Self-confidence. Women in STEM need to have the self-confidence to be at peace with who they are, and that includes their gender. I think women, and women in STEM especially, need to stop buying into the mindset that women who succeed do so by acting “more like their male counterparts,” the old “do as they do” or “fake it until you make it” approach. Accepting this mentality reinforces the subconscious message that women who are successful are successful in spite of being women. And while it is true that self-confidence, self-promotion, tenacity, and ambition are helpful traits, it does not mean that women need to suppress their “softer sides” in order to achieve their goals. I believe that women should be encouraged to embrace these skills. Most women can tell a story about a stubborn male in their lives who wandered around aimlessly, lost for hours because he was too pig-headed, too “manly” to ask for directions. We all nod wisely, safe in the knowledge that asking for and accepting help when needed is the smart thing to do, the “womanly” thing to do. So why shouldn’t we be encouraging each other to adopt this same approach when it comes to our STEM careers? Being a woman in STEM should not be viewed as a disadvantage—but as our greatest advantage.

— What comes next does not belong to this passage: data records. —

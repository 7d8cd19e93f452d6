//! Reading and writing the records file used by the shell.
//!
//! Records are stored as YAML entries of plain strings and pass through the
//! same field validators as typed input when loaded. The command parsers and
//! commands never touch this module.

use std::collections::HashSet;
use std::fs::{self, File};
use std::io::Read;
use std::path::Path;

use serde::{Deserialize, Serialize};

use crate::error::{Error, Result};
use crate::fields::{Address, Email, Name, Phone, Remark, Status, Tag};
use crate::record::Record;

const FILE_DESCRIPTION: &str = "records";

/// On-disk form of a [`Record`].
#[derive(Deserialize, Serialize, Debug, Clone, PartialEq, Eq)]
pub struct RecordEntry {
    pub name: String,
    pub phone: Option<String>,
    pub email: Option<String>,
    pub address: Option<String>,
    pub remark: Option<String>,
    pub status: Option<String>,
    #[serde(default)]
    pub tags: Vec<String>,
}

impl From<&Record> for RecordEntry {
    fn from(record: &Record) -> Self {
        Self {
            name: record.name.to_string(),
            phone: record.phone.as_ref().map(ToString::to_string),
            email: record.email.as_ref().map(ToString::to_string),
            address: record.address.as_ref().map(ToString::to_string),
            remark: record.remark.as_ref().map(ToString::to_string),
            status: Some(record.status.to_string()),
            tags: record.tags.iter().map(|tag| tag.as_str().to_string()).collect(),
        }
    }
}

impl RecordEntry {
    /// Validates the entry into a [`Record`].
    ///
    /// # Errors
    ///
    /// Returns the field validator's error for any invalid value.
    pub fn to_record(&self) -> Result<Record> {
        let optional = |value: &Option<String>| value.clone().unwrap_or_default();

        let mut record = Record::named(Name::parse(&self.name)?);
        record.phone = Phone::parse_optional(&optional(&self.phone))?;
        record.email = Email::parse_optional(&optional(&self.email))?;
        record.address = Address::parse_optional(&optional(&self.address))?;
        record.remark = Remark::parse_optional(&optional(&self.remark));
        if let Some(status) = &self.status {
            record.status = Status::parse(status)?;
        }
        record.tags = self
            .tags
            .iter()
            .map(|tag| Tag::parse(tag))
            .collect::<Result<_>>()?;

        Ok(record)
    }
}

fn get_reader(path: &str) -> Result<File> {
    File::open(path)
        .map_err(|e| Error::io_error(FILE_DESCRIPTION.to_string(), path.to_string(), e))
}

fn corrupt(path: &str, reason: String) -> Error {
    Error::CorruptRecord {
        path: path.to_string(),
        reason,
    }
}

/// Loads and validates every record in the records file.
///
/// A missing file is an empty record list.
///
/// # Errors
///
/// Returns an error if:
/// - The file exists but cannot be read
/// - The file contains invalid YAML or entries of the wrong shape
/// - An entry fails field validation
/// - Two entries are the same application
pub fn load_records(path: &str) -> Result<Vec<Record>> {
    if !Path::exists(Path::new(path)) {
        return Ok(Vec::new());
    }

    let mut content = String::new();
    get_reader(path)?
        .read_to_string(&mut content)
        .map_err(|e| Error::io_error(FILE_DESCRIPTION.to_string(), path.to_string(), e))?;

    if content.trim().is_empty() {
        return Ok(Vec::new());
    }

    let entries: Vec<RecordEntry> = serde_yaml::from_str(&content).map_err(|e| {
        Error::yaml_error(
            "reading".to_string(),
            FILE_DESCRIPTION.to_string(),
            path.to_string(),
            e,
        )
    })?;

    let mut names = HashSet::new();
    let mut records = Vec::new();

    for entry in entries {
        let record = entry
            .to_record()
            .map_err(|e| corrupt(path, format!("`{}`: {e}", entry.name)))?;

        if !names.insert(record.name.clone()) {
            return Err(corrupt(
                path,
                format!("`{}` appears more than once", record.name),
            ));
        }

        records.push(record);
    }

    Ok(records)
}

/// Writes every record to the records file, creating its directory if needed.
///
/// # Errors
///
/// Returns an error if:
/// - The directory or file cannot be created or written to
/// - Serialization to YAML fails
pub fn write_records(path: &str, records: &[Record]) -> Result<()> {
    let io_error =
        |e: std::io::Error| Error::io_error(FILE_DESCRIPTION.to_string(), path.to_string(), e);

    if let Some(parent) = Path::new(path).parent() {
        if !parent.as_os_str().is_empty() {
            fs::create_dir_all(parent).map_err(io_error)?;
        }
    }

    let file = File::create(path).map_err(io_error)?;
    let entries: Vec<RecordEntry> = records.iter().map(RecordEntry::from).collect();

    serde_yaml::to_writer(file, &entries).map_err(|e| {
        Error::yaml_error(
            "writing".to_string(),
            FILE_DESCRIPTION.to_string(),
            path.to_string(),
            e,
        )
    })
}

#[cfg(test)]
mod tests {
    use super::*;
    use std::io::Write;
    use tempfile::{NamedTempFile, TempDir};

    fn write_temp(content: &str) -> NamedTempFile {
        let mut temp_file = NamedTempFile::new().unwrap();
        write!(temp_file, "{content}").unwrap();
        temp_file
    }

    #[test]
    fn test_missing_file_is_empty() {
        let records = load_records("/this/path/does/not/exist.yml").unwrap();
        assert!(records.is_empty());
    }

    #[test]
    fn test_empty_file_is_empty() {
        let temp_file = write_temp("");
        let records = load_records(temp_file.path().to_str().unwrap()).unwrap();
        assert!(records.is_empty());
    }

    #[test]
    fn test_load_valid_entries() {
        let temp_file = write_temp(
            r#"
- name: "Acme"
  phone: "+65 6123 4567"
  status: "HR_Interview"
  tags: ["remote"]
- name: "Globex"
"#,
        );

        let records = load_records(temp_file.path().to_str().unwrap()).unwrap();
        assert_eq!(records.len(), 2);
        assert_eq!(records[0].status, Status::HrInterview);
        assert_eq!(records[0].tags.len(), 1);
        assert_eq!(records[1], Record::named(Name::parse("Globex").unwrap()));
    }

    #[test]
    fn test_invalid_entry_is_corrupt() {
        let temp_file = write_temp("- name: \"Acme\"\n  email: \"not-an-email\"\n");
        let result = load_records(temp_file.path().to_str().unwrap());
        assert!(matches!(result, Err(Error::CorruptRecord { .. })));
    }

    #[test]
    fn test_duplicate_entries_are_corrupt() {
        let temp_file = write_temp("- name: \"Acme\"\n- name: \"ACME\"\n");
        let result = load_records(temp_file.path().to_str().unwrap());
        assert!(matches!(result, Err(Error::CorruptRecord { .. })));
    }

    #[test]
    fn test_invalid_yaml() {
        let temp_file = write_temp("invalid: yaml: content: [");
        let result = load_records(temp_file.path().to_str().unwrap());
        assert!(matches!(result, Err(Error::Yaml { .. })));
    }

    #[test]
    fn test_write_then_load() {
        let temp_dir = TempDir::new().unwrap();
        let path = temp_dir.path().join("nested").join("applications.yml");
        let path = path.to_str().unwrap();

        let mut record = Record::named(Name::parse("Initech").unwrap());
        record.remark = Remark::parse_optional("TPS reports");
        record.status = Status::Offer;

        write_records(path, &[record.clone()]).unwrap();
        assert_eq!(load_records(path).unwrap(), vec![record]);
    }
}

What do you aspire to accomplish in your career and why?
My dad grew up very poor but loved learning and had a passion for science and medicine in particular. Through hard work and determination, he followed his dream and became a doctor of internal medicine. My mother supported the family while he was in medical school and then in residency. Throughout my childhood, my siblings and I were expected to work hard and be diligent in our studies. Like him, we all showed an aptitude for STEM fields, and both my parents strongly encouraged us to pursue our interests. My brothers and I were treated exactly the same, held to the same high standards, made to do the same household chores: dishes, laundry, garbage, yard work, car maintenance, you name it, we did it. My gender was never even a blip on the radar. Thus, I never questioned my place in STEM. Of course, women belonged in STEM careers: why wouldn’t they? Sure, there weren’t a lot of women in male-dominated STEM careers; but that was not because they didn’t belong there! It is this certainty that I would like to pass on to future generations. Anyone who wants to pursue a career in STEM should do so, bottom line. This is the tremendous gift that my parents gave to me, and I would like to pay it forward.
How has AWIS helped you professionally and/or personally?
AWIS has shown me the power of community and networking. Sadly too many women did not have the unquestioning support that I had. We can provide this for each other through associations like AWIS.